Brief:
Within the listing below, please show every line carrying the string "GAMMA".

Data for this task:

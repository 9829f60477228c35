//! Projection and shading: turns a [`Scene`] into [`DrawPrimitive`]s and
//! rasterizes them with a z-buffer.

use core::f32::consts::FRAC_1_PI;

use embedded_graphics_core::draw_target::DrawTarget;
use embedded_graphics_core::pixelcolor::Rgb565;
use embedded_graphics_core::prelude::{Point, Size};
use embedded_graphics_core::primitives::Rectangle;
use nalgebra::{Matrix4, Point2, Point3, Vector3, Vector4};

use crate::camera::Camera;
use crate::draw::{draw, ZBuffer, DEPTH_MAX};
use crate::error::{Error, Result};
use crate::mesh::{Material, Mesh, RenderMode};
use crate::scene::{color_to_vec, vec_to_color, DirectionalLight, Scene};
use crate::DrawPrimitive;

/// Vertices further than this many viewport sizes off-screen drop their primitive.
const GUARD_BAND: f32 = 16.0;
/// Lets lines win against faces they lie on.
const LINE_DEPTH_BIAS: u32 = 64;
/// Lets shadows win against the surface they are projected onto.
const SHADOW_DEPTH_BIAS: u32 = 128;
/// Height of the shadow plane above its receiver, in world units.
const SHADOW_OFFSET: f32 = 0.002;
const GAMMA: f32 = 2.2;

#[derive(Debug, Clone, Copy, PartialEq)]
struct ScreenPoint {
    xy: Point2<i32>,
    depth: u32,
}

pub(crate) fn check_viewport(width: u32, height: u32) -> Result<()> {
    if width == 0 || height == 0 {
        return Err(Error::InvalidViewport { width, height });
    }
    Ok(())
}

/// Software renderer for a `width` x `height` viewport in the top-left
/// corner of a draw target.
#[derive(Debug, Clone)]
pub struct Renderer {
    pub camera: Camera,
    width: u32,
    height: u32,
    zbuffer: ZBuffer,
    frames_rendered: u64,
}

impl Renderer {
    pub fn new(width: u32, height: u32, camera: Camera) -> Result<Renderer> {
        check_viewport(width, height)?;
        Ok(Renderer {
            camera,
            width,
            height,
            zbuffer: ZBuffer::new(width, height),
            frames_rendered: 0,
        })
    }

    /// Resize the viewport and z-buffer. The camera is left alone.
    pub fn set_size(&mut self, width: u32, height: u32) -> Result<()> {
        check_viewport(width, height)?;
        self.width = width;
        self.height = height;
        self.zbuffer.resize(width, height);
        Ok(())
    }

    pub fn width(&self) -> u32 {
        self.width
    }

    pub fn height(&self) -> u32 {
        self.height
    }

    pub fn frames_rendered(&self) -> u64 {
        self.frames_rendered
    }

    pub fn zbuffer(&self) -> &ZBuffer {
        &self.zbuffer
    }

    fn transform_point(&self, point: &[f32; 3], matrix: &Matrix4<f32>) -> Option<ScreenPoint> {
        let clip = matrix * Vector4::new(point[0], point[1], point[2], 1.0);

        // w is the distance in front of the camera
        if clip.w < self.camera.near || clip.w > self.camera.far {
            return None;
        }
        let ndc = clip.xyz() / clip.w;

        let x = (1.0 + ndc.x) * 0.5 * self.width as f32;
        let y = (1.0 - ndc.y) * 0.5 * self.height as f32;
        let limit = GUARD_BAND * self.width.max(self.height) as f32;
        if x.abs() > limit || y.abs() > limit {
            return None;
        }

        let depth = ((ndc.z + 1.0) * 0.5).clamp(0.0, 1.0) * DEPTH_MAX as f32;
        Some(ScreenPoint {
            xy: Point2::new(x.floor() as i32, y.floor() as i32),
            depth: depth as u32,
        })
    }

    fn transform_points<const N: usize>(
        &self,
        points: [[f32; 3]; N],
        matrix: &Matrix4<f32>,
    ) -> Option<[ScreenPoint; N]> {
        let mut ret = [ScreenPoint {
            xy: Point2::origin(),
            depth: 0,
        }; N];
        for (out, p) in ret.iter_mut().zip(points.iter()) {
            *out = self.transform_point(p, matrix)?;
        }
        Some(ret)
    }

    /// Emit the primitives for `scene`: faces, then shadows, then lines and points.
    pub fn project_scene<F>(&self, scene: &Scene, mut callback: F)
    where
        F: FnMut(DrawPrimitive),
    {
        let ambient = scene.ambient();
        let lights: Vec<&DirectionalLight> = scene.directional_lights().collect();

        for (_, mesh) in scene.meshes() {
            if mesh.render_mode == RenderMode::Solid {
                self.project_solid(mesh, ambient, &lights, &mut callback);
            }
        }

        self.project_shadows(scene, ambient, &mut callback);

        for (_, mesh) in scene.meshes() {
            let mvp = self.camera.vp_matrix * mesh.model_matrix;
            match mesh.render_mode {
                RenderMode::Points => {
                    for (i, v) in mesh.geometry.vertices.iter().enumerate() {
                        if let Some(p) = self.transform_point(v, &mvp) {
                            let color = mesh.geometry.colors.get(i).copied().unwrap_or(mesh.material.color);
                            callback(DrawPrimitive::ColoredPoint(p.xy, color));
                        }
                    }
                }
                RenderMode::Lines => self.project_lines(mesh, &mvp, &mut callback),
                RenderMode::Solid => {}
            }
        }
    }

    fn project_lines<F>(&self, mesh: &Mesh, mvp: &Matrix4<f32>, callback: &mut F)
    where
        F: FnMut(DrawPrimitive),
    {
        let geometry = &mesh.geometry;
        let color_of = |i: usize| geometry.colors.get(i).copied().unwrap_or(mesh.material.color);
        let mut emit = |a: usize, b: usize| {
            let ends = [geometry.vertices[a], geometry.vertices[b]];
            if let Some([p1, p2]) = self.transform_points(ends, mvp) {
                callback(DrawPrimitive::Line {
                    points: [p1.xy, p2.xy],
                    depths: [
                        p1.depth.saturating_sub(LINE_DEPTH_BIAS),
                        p2.depth.saturating_sub(LINE_DEPTH_BIAS),
                    ],
                    color: color_of(a),
                });
            }
        };

        if !geometry.lines.is_empty() {
            for &[a, b] in &geometry.lines {
                emit(a, b);
            }
        } else {
            for &[a, b, c] in &geometry.faces {
                emit(a, b);
                emit(b, c);
                emit(c, a);
            }
        }
    }

    fn project_solid<F>(
        &self,
        mesh: &Mesh,
        ambient: Vector3<f32>,
        lights: &[&DirectionalLight],
        callback: &mut F,
    ) where
        F: FnMut(DrawPrimitive),
    {
        let geometry = &mesh.geometry;
        let mvp = self.camera.vp_matrix * mesh.model_matrix;

        for (i, face) in geometry.faces.iter().enumerate() {
            let local = face.map(|idx| geometry.vertices[idx]);
            let world = local.map(|v| mesh.similarity.transform_point(&Point3::from(v)));

            let Some(mut normal) = mesh.world_normal(i).or_else(|| {
                (world[1] - world[0])
                    .cross(&(world[2] - world[0]))
                    .try_normalize(f32::EPSILON)
            }) else {
                continue;
            };

            let centroid = Point3::from((world[0].coords + world[1].coords + world[2].coords) / 3.0);
            let view = (self.camera.position - centroid)
                .try_normalize(f32::EPSILON)
                .unwrap_or_else(|| -self.camera.get_direction());

            if normal.dot(&view) < 0.0 {
                if mesh.material.double_sided {
                    normal = -normal;
                } else {
                    continue;
                }
            }

            if let Some([p1, p2, p3]) = self.transform_points(local, &mvp) {
                callback(DrawPrimitive::Triangle {
                    points: [p1.xy, p2.xy, p3.xy],
                    depths: [p1.depth, p2.depth, p3.depth],
                    color: shade(&mesh.material, &normal, &view, ambient, lights),
                });
            }
        }
    }

    /// Planar shadows: every shadow caster is flattened along each
    /// shadow-casting light onto the plane of every receiver. A caster's
    /// shadow is kept whole when its flattened center lands on the receiver.
    fn project_shadows<F>(&self, scene: &Scene, ambient: Vector3<f32>, callback: &mut F)
    where
        F: FnMut(DrawPrimitive),
    {
        let vp = self.camera.vp_matrix;

        for light in scene.directional_lights().filter(|l| l.cast_shadow) {
            let to_light = light.to_light();

            let receivers = scene
                .meshes()
                .filter(|(_, m)| m.receive_shadow && m.render_mode == RenderMode::Solid);
            for (receiver_id, receiver) in receivers {
                let Some(mut normal) = receiver.world_normal(0) else {
                    continue;
                };
                if normal.dot(&to_light) < 0.0 {
                    normal = -normal;
                }
                let n_dot_l = normal.dot(&to_light);
                if n_dot_l < 1e-3 {
                    continue;
                }

                let plane_point = receiver.position() + normal * SHADOW_OFFSET;
                let flatten = |p: Point3<f32>| p - to_light * ((p - plane_point).dot(&normal) / n_dot_l);

                let (min, max) = receiver.geometry.bounds();
                let to_receiver = receiver.similarity.inverse();
                let tolerance = SHADOW_OFFSET * 2.0 / receiver.similarity.scaling();
                let color = encode(linearize(receiver.material.color).component_mul(&ambient) * FRAC_1_PI);

                let casters = scene.meshes().filter(|(id, m)| {
                    *id != receiver_id && m.cast_shadow && m.render_mode == RenderMode::Solid
                });
                for (_, caster) in casters {
                    if (caster.position() - plane_point).dot(&normal) < 0.0 {
                        continue;
                    }
                    let center = to_receiver.transform_point(&flatten(caster.position()));
                    let on_receiver = (0..3).all(|k| center[k] >= min[k] - tolerance && center[k] <= max[k] + tolerance);
                    if !on_receiver {
                        continue;
                    }

                    for (i, face) in caster.geometry.faces.iter().enumerate() {
                        if caster.world_normal(i).is_some_and(|n| n.dot(&to_light) <= 0.0) {
                            continue;
                        }
                        let flat = face.map(|idx| {
                            let p = flatten(caster.similarity.transform_point(&Point3::from(caster.geometry.vertices[idx])));
                            [p.x, p.y, p.z]
                        });
                        if let Some([p1, p2, p3]) = self.transform_points(flat, &vp) {
                            callback(DrawPrimitive::Triangle {
                                points: [p1.xy, p2.xy, p3.xy],
                                depths: [p1.depth, p2.depth, p3.depth].map(|d| d.saturating_sub(SHADOW_DEPTH_BIAS)),
                                color,
                            });
                        }
                    }
                }
            }
        }
    }

    /// Clear the viewport to the scene background and draw `scene` into `target`.
    pub fn render<D>(&mut self, scene: &Scene, target: &mut D) -> core::result::Result<(), D::Error>
    where
        D: DrawTarget<Color = Rgb565>,
    {
        self.frames_rendered += 1;

        let mut primitives = Vec::new();
        self.project_scene(scene, |p| primitives.push(p));

        self.zbuffer.clear();
        let viewport = Rectangle::new(Point::zero(), Size::new(self.width, self.height));
        target.fill_solid(&viewport, scene.background)?;

        for primitive in primitives {
            draw(primitive, target, &mut self.zbuffer)?;
        }
        Ok(())
    }
}

fn linearize(color: Rgb565) -> Vector3<f32> {
    color_to_vec(color).map(|c| c.powf(GAMMA))
}

fn encode(linear: Vector3<f32>) -> Rgb565 {
    vec_to_color(linear.map(|c| c.max(0.0).powf(1.0 / GAMMA)))
}

/// Flat shading: Lambert diffuse plus a Blinn-Phong highlight whose
/// sharpness follows roughness and whose tint follows metalness.
fn shade(
    material: &Material,
    normal: &Vector3<f32>,
    view: &Vector3<f32>,
    ambient: Vector3<f32>,
    lights: &[&DirectionalLight],
) -> Rgb565 {
    let base = linearize(material.color);
    let diffuse = base * (1.0 - material.metalness);
    let specular = Vector3::repeat(0.04).lerp(&base, material.metalness);

    let r = material.roughness.max(0.1);
    let shininess = (2.0 / (r * r * r * r) - 2.0).clamp(1.0, 2048.0);

    let mut out = ambient.component_mul(&diffuse) * FRAC_1_PI;
    for light in lights {
        let l = light.to_light();
        let n_dot_l = normal.dot(&l);
        if n_dot_l <= 0.0 {
            continue;
        }
        let irradiance = color_to_vec(light.color) * (light.intensity * n_dot_l);
        let half = (l + view).try_normalize(f32::EPSILON).unwrap_or(*normal);
        let highlight = normal.dot(&half).max(0.0).powf(shininess) * (shininess * 0.5 + 1.0) * FRAC_1_PI;
        let brdf = diffuse * FRAC_1_PI + specular * highlight;
        out += irradiance.component_mul(&brdf);
    }
    encode(out)
}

Solution below:
const GAMMA: f32 = 2.2;
    color_to_vec(color).map(|c| c.powf(GAMMA))
    vec_to_color(linear.map(|c| c.max(0.0).powf(1.0 / GAMMA)))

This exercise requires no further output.